[Distutils] How to handle launcher script importability?

Nick Coghlan ncoghlan at gmail.com
Thu Aug 22 04:33:50 CEST 2013

On 22 August 2013 08:12, Vinay Sajip <vinay_sajip at yahoo.co.uk> wrote:

> I've been up front about what's in distlib all along - check the overview
> page in the distlib docs. Above all, I want the stuff I do to be *useful*,
> rather than tick boxes here and there.

Right, you didn't do anything wrong, I just wasn't really paying
attention because promoting distlib adoption has been firmly in the
"later" bucket for me, after the setuptools rehabilitation, pip
bootstrapping, etc. I can't fault you for not realising I believe
something I had never really written down anywhere :)

> Nick Coghlan <ncoghlan <at> gmail.com> writes:
>> Right. distlib can be a candidate for stdlib inclusion, or it can be a
>> vehicle for distributing experimental features not covered by any PEP, it
>> can't be both at the same time.
> How is it that you're ready to call time on it now, already, even though
> you've told me standardisation is not something to be even considered until
> Python 3.5? Of the two options quoted above, you had already decided that it
> can't be the former in the short to medium term, and now you're saying you
> don't want it to be the latter either? I'm confused. I'd certainly like to
> keep making distlib and distil more useful.
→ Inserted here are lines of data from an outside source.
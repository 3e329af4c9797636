//! Solr Playground Test Runner
//!
//! - Starts a disposable Solr node (or attaches to an external one)
//! - Waits until the placeholder collection answers pings
//! - Runs the requested scenario against the admin API
//! - Stops the node whatever the scenario outcome

use std::path::PathBuf;
use std::time::Duration;

use anyhow::{Context, bail};
use clap::Parser;
use shared::logging::log_error;
use shared::{Stage, stage_error};
use tokio::time::timeout;

use solr_tester::{HarnessConfig, HarnessConfigBuilder, LifecycleController, TestScenarios};

#[derive(Parser)]
#[command(name = "solr-tester")]
#[command(about = "Provisioning and liveness checks against a disposable Solr node")]
struct Args {
    /// Test scenario to run
    #[arg(long, default_value = "all")]
    scenario: String,

    /// Solr image tag to start
    #[arg(long)]
    image_tag: Option<String>,

    /// Use an already running Solr node, e.g. http://localhost:8983/solr
    #[arg(long)]
    url: Option<String>,

    /// Directory holding one sub-directory per config set
    #[arg(long)]
    configset_root: Option<PathBuf>,

    /// Readiness attempts before giving up
    #[arg(long)]
    readiness_attempts: Option<u32>,

    /// Milliseconds between readiness attempts
    #[arg(long)]
    readiness_interval_ms: Option<u64>,

    /// Fail when the server never becomes ready instead of carrying on
    #[arg(long)]
    strict_readiness: bool,

    /// Do not create the placeholder collection after start
    #[arg(long)]
    no_placeholder: bool,

    /// Whole-run timeout in seconds
    #[arg(long, default_value = "300")]
    timeout_secs: u64,

    /// Enable verbose tracing output
    #[arg(long)]
    verbose: bool,
}

impl Args {
    fn into_config(self, base: HarnessConfig) -> HarnessConfig {
        let mut builder = HarnessConfigBuilder::from_config(base);

        if let Some(tag) = self.image_tag {
            builder = builder.image_tag(tag);
        }
        if let Some(url) = self.url {
            builder = builder.external_url(url);
        }
        if let Some(root) = self.configset_root {
            builder = builder.configset_root(root);
        }
        if let Some(attempts) = self.readiness_attempts {
            builder = builder.readiness_attempts(attempts);
        }
        if let Some(ms) = self.readiness_interval_ms {
            builder = builder.readiness_interval(Duration::from_millis(ms));
        }
        if self.strict_readiness {
            builder = builder.strict_readiness();
        }
        if self.no_placeholder {
            builder = builder.bootstrap_placeholder(false);
        }
        if self.verbose {
            builder = builder.log_level("debug");
        }

        builder.build()
    }
}

#[tokio::main]
async fn main() -> anyhow::Result<()> {
    let args = Args::parse();
    let scenario = args.scenario.clone();
    let timeout_secs = args.timeout_secs;

    let base = HarnessConfig::from_env().context("failed to load harness configuration")?;
    let config = args.into_config(base);

    shared::logging::init_tracing_with_level(Some(&config.log_level));

    tracing::info!("🧪 Starting Solr playground harness");
    tracing::info!("Scenario: {}, Timeout: {}s", scenario, timeout_secs);

    let scenarios = TestScenarios::new(config.clone());
    let mut controller = LifecycleController::new(config);

    let test_result = timeout(Duration::from_secs(timeout_secs), async {
        let admin = controller.start().await?;
        scenarios.run_scenario(&scenario, admin).await
    })
    .await;

    // The server goes down whatever happened above
    let stop_result = controller.stop().await;

    match test_result {
        Ok(Ok(())) => {
            tracing::info!("✅ Scenario '{}' completed successfully", scenario);
        }
        Ok(Err(e)) => {
            log_error(Stage::Scenario, &format!("scenario '{scenario}'"), &e);
            return Err(e).context(format!("scenario '{scenario}' failed"));
        }
        Err(_) => {
            stage_error!(Stage::Scenario, "⏰ Scenario '{}' timed out after {}s", scenario, timeout_secs);
            bail!("scenario '{scenario}' timed out after {timeout_secs}s");
        }
    }

    stop_result.context("failed to stop solr server")?;
    tracing::info!("🏁 Solr playground harness finished");
    Ok(())
}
I previously thought distlib was going to be the repository for the
agreed, stable, "this is going to happen" stuff. It's OK that I was
wrong - I think you're right that somewhere is needed as an
experimental location to show some of the *possibilities* of the new
metadata, and to seed ideas for making it into the eventual standard
base that people can assume is readily available.

What that means though, is we need *something else* that indicates the
common core that people can assume will always be available. It's this
common core which pip will need to factor out to remove their
dependency on setuptools, rather than adopting distlib wholesale,
experimental features and all.

I'm actually OK with that, since it means we can aim for a
self-contained pip that serves as the basis for the rest of the
ecosystem, and is upgraded on the *pip* update cycle, rather than
CPython's. I'd been wondering how we'd avoid the "stale standard
library support" issue we ran into with distutils, and I think the pip
bootstrapping proposals give us the answer: we don't make the core
distribution infrastructure part of the standard library, we make it
part of *pip*. One of the key concepts of the bootstrapping idea is
that CPython maintenance releases will bundle newer versions of pip,
and also that pip will be able to upgrade itself in place, so if
people need newer distribution infrastructure "upgrade pip" is a much
lower risk proposition than "upgrade to a newer version of Python".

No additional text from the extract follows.